What is being asked
What is needed is every line, exactly as given, from the line containing "async fn read_task(&self, id: &str)" through the end of the data below.

(Stored items)
[Start of Attachment]
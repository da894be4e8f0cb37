//! Typed surface of the satellite REST API used by the fixtures.

mod rest;

pub use rest::RestApi;

use anyhow::Result;
use async_trait::async_trait;
use serde_json::Value;

use sat_shared::entities::{
    ActivationKey, ActivationKeySpec, Architecture, ComputeResource, ComputeResourceSpec,
    ContentOverride, ContentView, ContentViewSpec, Domain, DomainSpec, EntityId, EntityKind, Host,
    HostGroup, HostGroupSpec, HostSpec, LifecycleEnvironment, Location, OperatingSystem,
    Organization, PartitionTable, Product, ProductContent, ProductSpec, RedHatRepositorySpec,
    Repository, RepositorySpec, Setting, SmartProxy, Subnet, SubnetSpec,
};
use sat_shared::task::{ForemanTask, TaskRef};

#[async_trait]
pub trait ForemanApi: Send + Sync {
    /// Server status document; used to check that an instance is reachable.
    async fn status(&self) -> Result<Value>;

    async fn create_organization(&self, name: &str) -> Result<Organization>;
    async fn create_location(&self, name: &str) -> Result<Location>;
    async fn delete(&self, kind: EntityKind, id: EntityId) -> Result<()>;

    /// The smart proxy that runs on the satellite itself.
    async fn default_smart_proxy(&self) -> Result<SmartProxy>;
    async fn update_smart_proxy_locations(
        &self,
        proxy_id: EntityId,
        location_ids: &[EntityId],
    ) -> Result<SmartProxy>;

    async fn create_domain(&self, spec: &DomainSpec) -> Result<Domain>;
    async fn create_subnet(&self, spec: &SubnetSpec) -> Result<Subnet>;
    async fn search_architectures(&self, query: &str) -> Result<Vec<Architecture>>;
    async fn search_partition_tables(&self, query: &str) -> Result<Vec<PartitionTable>>;
    async fn search_operating_systems(&self, query: &str) -> Result<Vec<OperatingSystem>>;
    async fn read_operating_system(&self, id: EntityId) -> Result<OperatingSystem>;
    async fn create_compute_resource(&self, spec: &ComputeResourceSpec) -> Result<ComputeResource>;
    async fn create_host(&self, spec: &HostSpec) -> Result<Host>;
    async fn create_host_group(&self, spec: &HostGroupSpec) -> Result<HostGroup>;
    async fn build_pxe_default(&self) -> Result<()>;

    async fn search_settings(&self, query: &str) -> Result<Vec<Setting>>;
    async fn update_setting(&self, name: &str, value: &Value) -> Result<Setting>;

    async fn library_environment(&self, organization_id: EntityId) -> Result<LifecycleEnvironment>;
    async fn create_product(&self, spec: &ProductSpec) -> Result<Product>;
    async fn create_repository(&self, spec: &RepositorySpec) -> Result<Repository>;
    async fn read_repository(&self, id: EntityId) -> Result<Repository>;
    /// Queue a sync and return without waiting for it.
    async fn sync_repository(&self, id: EntityId) -> Result<TaskRef>;
    /// Enable a Red Hat repository set and return the id of the enabled repo.
    async fn enable_red_hat_repository(&self, spec: &RedHatRepositorySpec) -> Result<EntityId>;
    async fn create_content_view(&self, spec: &ContentViewSpec) -> Result<ContentView>;
    async fn set_content_view_repositories(
        &self,
        content_view_id: EntityId,
        repository_ids: &[EntityId],
    ) -> Result<ContentView>;
    async fn publish_content_view(&self, content_view_id: EntityId) -> Result<TaskRef>;
    async fn search_content_views(
        &self,
        organization_id: EntityId,
        name: &str,
    ) -> Result<Vec<ContentView>>;
    async fn create_activation_key(&self, spec: &ActivationKeySpec) -> Result<ActivationKey>;
    /// Product content visible to the key, regardless of current overrides.
    async fn activation_key_product_content(&self, key_id: EntityId)
    -> Result<Vec<ProductContent>>;
    async fn activation_key_content_override(
        &self,
        key_id: EntityId,
        overrides: &[ContentOverride],
    ) -> Result<()>;

    async fn read_task(&self, id: &str) -> Result<ForemanTask>;
    async fn search_tasks(&self, query: &str) -> Result<Vec<ForemanTask>>;
}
[End of Attachment]
Expected answer
    async fn read_task(&self, id: &str) -> Result<ForemanTask>;
    async fn search_tasks(&self, query: &str) -> Result<Vec<ForemanTask>>;
}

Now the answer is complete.